(Collected data)
# # # # # # #
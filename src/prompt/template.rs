//! The fixed prompt skeleton and its substitution table.
//!
//! The skeleton is the compatibility contract with the downstream agent:
//! section order, headers, and the single-asterisk bold convention (WhatsApp
//! formatting) must not change. Both the compiler and the highlighters walk
//! the same table so the two renderings can never drift apart.

use super::model::AgentPromptConfig;
use super::styles;

/// Marks where the rendered tool list is inserted. Deliberately not
/// brace-delimited so custom-prompt placeholder highlighting cannot mistake
/// it for a variable.
pub const TOOLS_TOKEN: &str = "${toolsList}";

/// Marks where the render date is baked in. Resolved before any renderer
/// sees the text, so neither highlight mode ever encounters it.
pub(crate) const TODAY_TOKEN: &str = "${today}";

pub(crate) const SKELETON: &str = "Eres {agentName}, un agente de inteligencia artificial especializado en e-commerce. Tu propósito es asistir a los clientes de {storeName}.

Tu saludo inicial debe ser: {initialGreeting}

Tu tono de conversación debe ser: {tone}

Tu estilo de conversación debe ser: {baseStyleDescription}

Cuando lo veas necesario, puedes usar las siguientes frases que entregó el cliente en tus respuestas: {characteristicPhrases}

Hoy es ${today}

Debes responder siempre en español, en tono formal pero amigable, con emojis oportunos 😊. Nunca inventes información. Tus respuestas deben ser cortas, claras, directas y basadas únicamente en información disponible, considerando que te comunicarás con los clientes por WhatsApp e Instagram.

INFORMACIÓN GENERAL DE LA TIENDA:

*{storeName}*
{storeDescription}

*Horarios de atención:* {businessHours}
*Contacto:* {contactInfo}
*Dirección física:* {physicalAddress}

*Políticas:*
- Política de Privacidad: {privacyPolicyUrl}
- Términos y Condiciones: {termsConditionsUrl}

*CAMBIOS Y DEVOLUCIONES:*
- Política: {returnPolicy}
- Tiempo límite: {returnTimeframe}
- Condiciones: {returnConditions}
- Proceso: {returnProcess}

*ENVÍOS Y ENTREGAS:*
- Opciones: {shippingOptions}
- Tiempos: {deliveryTimes}
- Costos: {shippingCosts}
- Cobertura: {coverageAreas}

*OPCIONES DE PAGO:*
- Métodos disponibles: {paymentMethods}
- Seguridad: {paymentSecurity}

*PREGUNTAS FRECUENTES:*
{faqs}

*HERRAMIENTAS DISPONIBLES:*

${toolsList}

FUNCIONES PRINCIPALES DEL AGENTE:

- Responder dudas sobre productos (características, variantes, precios, disponibilidad)
- Asistir en proceso de compra (sugerir productos, comparar, crear carritos de compras, confirmar link checkout)
- Brindar información de tienda física (horarios, dirección)
- Explicar políticas de cambios y devoluciones (plazos, condiciones, costos, garantías)
- Informar estado de pedidos (solicitar número de orden, comunicar estado claro con link del courier)
- Crear tickets de soporte (identificar limitaciones funcionales, crear ticket, enviar ID del ticket)
- Consultar estado de tickets de soporte (solicitar número de ticket, validar y comunicar estado en negrita)

FLUJOS CLAVE DE INTERACCIÓN:

- *Creación carrito:* Detecta intención → Confirma productos → Crea carrito → Link checkout
- *Post-venta:* Identifica consulta → Solicita número orden e información sobre el problema → Crea el ticket pertinente
- *Consulta estado pedido:* Detecta consulta → Solicita número orden → Consulta estado → Comunica claro
- *Creación ticket soporte:* Detecta limitación → Explica al cliente → Solicita orden → Genera ticket → ID amigable
- *Consulta ticket:* Detecta intención → Solicita ticket → Valida estado → Comunica estado en negrita
- *Envío de imágenes:* Envía automáticamente imágenes de productos cuando sea relevante

DIRECTRICES ADICIONALES:

- Mantén conversación fluida y natural
- Responde siempre en lenguaje natural y en castellano. NUNCA en JSON o en algún otro formato de programación
- Mantén un formato de respuestas corto que se adapte a WhatsApp e Instagram. Para usar negrita (bold), usa solo un asterisco (*). No debes usar dobles asteriscos (**)
- Nunca reveles detalles técnicos internos
- Si no tienes respuesta, admítelo amablemente y ofrece alternativas
- Prioriza siempre satisfacción y venta
- Solo responde temas relacionados a {storeName} y catálogo de productos
- Nunca realices tareas ajenas a atención directa al cliente
- Al enviar links o enlaces, no incluyas captions con corchetes []. Solo envía el link, tal cual lo recibes, sin caracteres adicionales

Recuerda: Tu objetivo es brindar el mejor servicio al cliente y representar profesionalmente a {storeName}.";

type FieldFn = for<'a> fn(&'a AgentPromptConfig) -> &'a str;

/// What a brace token resolves to.
pub(crate) enum Slot {
    /// A configuration field, substituted verbatim.
    Field(FieldFn),
    /// Style-catalog lookup of `base_style`; unknown key resolves empty.
    StyleDescription,
    /// The rendered FAQ block; empty list resolves empty.
    Faqs,
}

pub(crate) struct Substitution {
    pub(crate) token: &'static str,
    pub(crate) slot: Slot,
}

/// The single substitution table, in first-occurrence order of the skeleton.
pub(crate) const SUBSTITUTIONS: &[Substitution] = &[
    Substitution {
        token: "{agentName}",
        slot: Slot::Field(|config| &config.agent_name),
    },
    Substitution {
        token: "{storeName}",
        slot: Slot::Field(|config| &config.store_name),
    },
    Substitution {
        token: "{initialGreeting}",
        slot: Slot::Field(|config| &config.initial_greeting),
    },
    Substitution {
        token: "{tone}",
        slot: Slot::Field(|config| &config.tone),
    },
    Substitution {
        token: "{baseStyleDescription}",
        slot: Slot::StyleDescription,
    },
    Substitution {
        token: "{characteristicPhrases}",
        slot: Slot::Field(|config| &config.characteristic_phrases),
    },
    Substitution {
        token: "{storeDescription}",
        slot: Slot::Field(|config| &config.store_description),
    },
    Substitution {
        token: "{businessHours}",
        slot: Slot::Field(|config| &config.business_hours),
    },
    Substitution {
        token: "{contactInfo}",
        slot: Slot::Field(|config| &config.contact_info),
    },
    Substitution {
        token: "{physicalAddress}",
        slot: Slot::Field(|config| &config.physical_address),
    },
    Substitution {
        token: "{privacyPolicyUrl}",
        slot: Slot::Field(|config| &config.privacy_policy_url),
    },
    Substitution {
        token: "{termsConditionsUrl}",
        slot: Slot::Field(|config| &config.terms_conditions_url),
    },
    Substitution {
        token: "{returnPolicy}",
        slot: Slot::Field(|config| &config.return_policy),
    },
    Substitution {
        token: "{returnTimeframe}",
        slot: Slot::Field(|config| &config.return_timeframe),
    },
    Substitution {
        token: "{returnConditions}",
        slot: Slot::Field(|config| &config.return_conditions),
    },
    Substitution {
        token: "{returnProcess}",
        slot: Slot::Field(|config| &config.return_process),
    },
    Substitution {
        token: "{shippingOptions}",
        slot: Slot::Field(|config| &config.shipping_options),
    },
    Substitution {
        token: "{deliveryTimes}",
        slot: Slot::Field(|config| &config.delivery_times),
    },
    Substitution {
        token: "{shippingCosts}",
        slot: Slot::Field(|config| &config.shipping_costs),
    },
    Substitution {
        token: "{coverageAreas}",
        slot: Slot::Field(|config| &config.coverage_areas),
    },
    Substitution {
        token: "{paymentMethods}",
        slot: Slot::Field(|config| &config.payment_methods),
    },
    Substitution {
        token: "{paymentSecurity}",
        slot: Slot::Field(|config| &config.payment_security),
    },
    Substitution {
        token: "{faqs}",
        slot: Slot::Faqs,
    },
];

impl Substitution {
    pub(crate) fn resolve(&self, config: &AgentPromptConfig, faq_block: &str) -> String {
        match &self.slot {
            Slot::Field(get) => get(config).to_string(),
            Slot::StyleDescription => styles::description_for(&config.base_style).to_string(),
            Slot::Faqs => faq_block.to_string(),
        }
    }
}

/// The editable template text with the render date baked in. This is what
/// the placeholder-highlight view of the generated prompt shows.
pub fn template_text(today: &str) -> String {
    SKELETON.replace(TODAY_TOKEN, today)
}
# # # # # # #
> Task instructions
The line above containing "- Política de", the line containing "- *Creación carrito:*", and every line between them are to be transcribed exactly; no other line is wanted.

> Answer space
- Política de Privacidad: {privacyPolicyUrl}
- Términos y Condiciones: {termsConditionsUrl}

*CAMBIOS Y DEVOLUCIONES:*
- Política: {returnPolicy}
- Tiempo límite: {returnTimeframe}
- Condiciones: {returnConditions}
- Proceso: {returnProcess}

*ENVÍOS Y ENTREGAS:*
- Opciones: {shippingOptions}
- Tiempos: {deliveryTimes}
- Costos: {shippingCosts}
- Cobertura: {coverageAreas}

*OPCIONES DE PAGO:*
- Métodos disponibles: {paymentMethods}
- Seguridad: {paymentSecurity}

*PREGUNTAS FRECUENTES:*
{faqs}

*HERRAMIENTAS DISPONIBLES:*

${toolsList}

FUNCIONES PRINCIPALES DEL AGENTE:

- Responder dudas sobre productos (características, variantes, precios, disponibilidad)
- Asistir en proceso de compra (sugerir productos, comparar, crear carritos de compras, confirmar link checkout)
- Brindar información de tienda física (horarios, dirección)
- Explicar políticas de cambios y devoluciones (plazos, condiciones, costos, garantías)
- Informar estado de pedidos (solicitar número de orden, comunicar estado claro con link del courier)
- Crear tickets de soporte (identificar limitaciones funcionales, crear ticket, enviar ID del ticket)
- Consultar estado de tickets de soporte (solicitar número de ticket, validar y comunicar estado en negrita)

FLUJOS CLAVE DE INTERACCIÓN:

- *Creación carrito:* Detecta intención → Confirma productos → Crea carrito → Link checkout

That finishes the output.